- Assigned task:
From the data below, set down exactly the lines between the one holding "let platform_fee = total_amount" and the one holding "assert!(split.platform_fee >= 0);", inclusive, and no others.

Stored data:
◇ ◇ ◇ ◇

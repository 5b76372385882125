use async_trait::async_trait;
use parkly_catalog::spot::ParkingSpot;
use parkly_catalog::SpotRepository;
use sqlx::postgres::PgRow;
use sqlx::{PgPool, Row};
use uuid::Uuid;

const SPOT_COLUMNS: &str =
    "id, owner_id, name, total_slots, available_slots, price_per_hour, is_active, created_at, updated_at";

pub struct PgSpotRepository {
    pool: PgPool,
}

impl PgSpotRepository {
    pub fn new(pool: PgPool) -> Self {
        Self { pool }
    }
}

fn spot_from_row(row: &PgRow) -> Result<ParkingSpot, sqlx::Error> {
    Ok(ParkingSpot {
        id: row.try_get("id")?,
        owner_id: row.try_get("owner_id")?,
        name: row.try_get("name")?,
        total_slots: row.try_get("total_slots")?,
        available_slots: row.try_get("available_slots")?,
        price_per_hour: row.try_get("price_per_hour")?,
        is_active: row.try_get("is_active")?,
        created_at: row.try_get("created_at")?,
        updated_at: row.try_get("updated_at")?,
    })
}

#[async_trait]
impl SpotRepository for PgSpotRepository {
    async fn get_spot(
        &self,
        id: Uuid,
    ) -> Result<Option<ParkingSpot>, Box<dyn std::error::Error + Send + Sync>> {
        let sql = format!("SELECT {SPOT_COLUMNS} FROM parking_spots WHERE id = $1");
        let row = sqlx::query(&sql).bind(id).fetch_optional(&self.pool).await?;
        row.as_ref().map(spot_from_row).transpose().map_err(Into::into)
    }

    async fn reserve_slot(
        &self,
        id: Uuid,
    ) -> Result<Option<ParkingSpot>, Box<dyn std::error::Error + Send + Sync>> {
        // Single conditional decrement. Two concurrent requests for the last
        // slot serialize here; the loser matches zero rows.
        let sql = format!(
            "UPDATE parking_spots
             SET available_slots = available_slots - 1, updated_at = NOW()
             WHERE id = $1 AND available_slots > 0
             RETURNING {SPOT_COLUMNS}"
        );
        let row = sqlx::query(&sql).bind(id).fetch_optional(&self.pool).await?;
        row.as_ref().map(spot_from_row).transpose().map_err(Into::into)
    }

    async fn release_slot(
        &self,
        id: Uuid,
    ) -> Result<Option<ParkingSpot>, Box<dyn std::error::Error + Send + Sync>> {
        // LEAST keeps the capacity invariant even if a release is replayed.
        let sql = format!(
            "UPDATE parking_spots
             SET available_slots = LEAST(available_slots + 1, total_slots), updated_at = NOW()
             WHERE id = $1
             RETURNING {SPOT_COLUMNS}"
        );
        let row = sqlx::query(&sql).bind(id).fetch_optional(&self.pool).await?;
        row.as_ref().map(spot_from_row).transpose().map_err(Into::into)
    }
}
use chrono::{DateTime, Duration, Utc};

/// Server-computed price quote for a booking window. Caller-supplied hours
/// or amounts are never trusted; this is the only place they come from.
#[derive(Debug, Clone, Copy, PartialEq, Eq)]
pub struct Quote {
    pub hours: i64,
    /// Major currency units.
    pub total_amount: i64,
}

#[derive(Debug, thiserror::Error, PartialEq, Eq)]
pub enum QuoteError {
    #[error("Invalid time range: start must be in the future and end after start")]
    InvalidTimeRange,

    #[error("Invalid duration: {hours}h exceeds the {max_hours}h maximum")]
    InvalidDuration { hours: i64, max_hours: i64 },
}

/// Small grace window so a request assembled a moment ago is not rejected by
/// clock skew between client and server.
const START_GRACE_SECONDS: i64 = 60;

/// Billable hours are the ceiling of the window duration; partial hours are
/// charged in full.
pub fn billable_hours(start: DateTime<Utc>, end: DateTime<Utc>) -> Option<i64> {
    if end <= start {
        return None;
    }
    let seconds = (end - start).num_seconds();
    Some((seconds + 3599) / 3600)
}

pub fn quote(
    start: DateTime<Utc>,
    end: DateTime<Utc>,
    now: DateTime<Utc>,
    price_per_hour: i64,
    max_hours: i64,
) -> Result<Quote, QuoteError> {
    if start < now - Duration::seconds(START_GRACE_SECONDS) || end <= start {
        return Err(QuoteError::InvalidTimeRange);
    }

    let hours = billable_hours(start, end).ok_or(QuoteError::InvalidTimeRange)?;
    if hours <= 0 || hours > max_hours {
        return Err(QuoteError::InvalidDuration { hours, max_hours });
    }

    Ok(Quote {
        hours,
        total_amount: price_per_hour * hours,
    })
}

#[cfg(test)]
mod tests {
    use super::*;

    fn at(offset_minutes: i64) -> DateTime<Utc> {
        Utc::now() + Duration::minutes(offset_minutes)
    }

    #[test]
    fn test_exact_hours() {
        let now = Utc::now();
        let q = quote(at(60), at(180), now, 100, 72).unwrap();
        assert_eq!(q.hours, 2);
        assert_eq!(q.total_amount, 200);
    }

    #[test]
    fn test_partial_hour_rounds_up() {
        let now = Utc::now();
        let q = quote(at(60), at(61), now, 100, 72).unwrap();
        assert_eq!(q.hours, 1);

        let q = quote(at(60), at(151), now, 100, 72).unwrap();
        assert_eq!(q.hours, 2);
        assert_eq!(q.total_amount, 200);
    }

    #[test]
    fn test_end_before_start_rejected() {
        let now = Utc::now();
        assert_eq!(
            quote(at(120), at(60), now, 100, 72),
            Err(QuoteError::InvalidTimeRange)
        );
        assert_eq!(
            quote(at(60), at(60), now, 100, 72),
            Err(QuoteError::InvalidTimeRange)
        );
    }

    #[test]
    fn test_start_in_past_rejected() {
        let now = Utc::now();
        assert_eq!(
            quote(at(-120), at(60), now, 100, 72),
            Err(QuoteError::InvalidTimeRange)
        );
    }

    #[test]
    fn test_start_within_grace_accepted() {
        let now = Utc::now();
        // 30 seconds in the past is inside the skew grace window.
        let start = now - Duration::seconds(30);
        let q = quote(start, start + Duration::hours(1), now, 100, 72).unwrap();
        assert_eq!(q.hours, 1);
    }

    #[test]
    fn test_duration_over_maximum_rejected() {
        let now = Utc::now();
        let err = quote(at(60), at(60 + 80 * 60), now, 100, 72).unwrap_err();
        assert_eq!(
            err,
            QuoteError::InvalidDuration {
                hours: 80,
                max_hours: 72
            }
        );
    }

    #[test]
    fn test_caller_cannot_influence_amount() {
        // The quote derives from timestamps and stored price alone; the §8
        // scenario: 2h at 100/hr is always 200.
        let now = Utc::now();
        let q = quote(at(10), at(130), now, 100, 72).unwrap();
        assert_eq!(q.total_amount, q.hours * 100);
        assert_eq!(q.total_amount, 200);
    }
}
/// Commission split of a booking's total between the platform and the spot
/// owner. Integer arithmetic in major currency units; the owner keeps the
/// division remainder, so the two parts always sum back to the total.
#[derive(Debug, Clone, Copy, PartialEq, Eq)]
pub struct CommissionSplit {
    pub total_amount: i64,
    pub platform_fee: i64,
    pub owner_earnings: i64,
}

impl CommissionSplit {
    pub fn compute(total_amount: i64, commission_percent: i64) -> Self {
        let platform_fee = total_amount * commission_percent / 100;
        Self {
            total_amount,
            platform_fee,
            owner_earnings: total_amount - platform_fee,
        }
    }
}

#[cfg(test)]
mod tests {
    use super::*;

    #[test]
    fn test_reference_scenario() {
        // 200 at 15% -> fee 30, earnings 170.
        let split = CommissionSplit::compute(200, 15);
        assert_eq!(split.platform_fee, 30);
        assert_eq!(split.owner_earnings, 170);
    }

    #[test]
    fn test_parts_always_sum_to_total() {
        for total in [1, 7, 99, 200, 1001, 86_400] {
            for percent in [0, 1, 15, 33, 50, 100] {
                let split = CommissionSplit::compute(total, percent);
                assert_eq!(split.owner_earnings + split.platform_fee, total);
                assert!(split.platform_fee >= 0);
                assert!(split.owner_earnings >= 0);
            }
        }
    }

    #[test]
    fn test_remainder_goes_to_owner() {
        // 15% of 99 is 14.85; integer division keeps the fee at 14.
        let split = CommissionSplit::compute(99, 15);
        assert_eq!(split.platform_fee, 14);
        assert_eq!(split.owner_earnings, 85);
    }
}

◇ ◇ ◇ ◇

- Your solution:
        let platform_fee = total_amount * commission_percent / 100;
        Self {
            total_amount,
            platform_fee,
            owner_earnings: total_amount - platform_fee,
        }
    }
}

#[cfg(test)]
mod tests {
    use super::*;

    #[test]
    fn test_reference_scenario() {
        // 200 at 15% -> fee 30, earnings 170.
        let split = CommissionSplit::compute(200, 15);
        assert_eq!(split.platform_fee, 30);
        assert_eq!(split.owner_earnings, 170);
    }

    #[test]
    fn test_parts_always_sum_to_total() {
        for total in [1, 7, 99, 200, 1001, 86_400] {
            for percent in [0, 1, 15, 33, 50, 100] {
                let split = CommissionSplit::compute(total, percent);
                assert_eq!(split.owner_earnings + split.platform_fee, total);
                assert!(split.platform_fee >= 0);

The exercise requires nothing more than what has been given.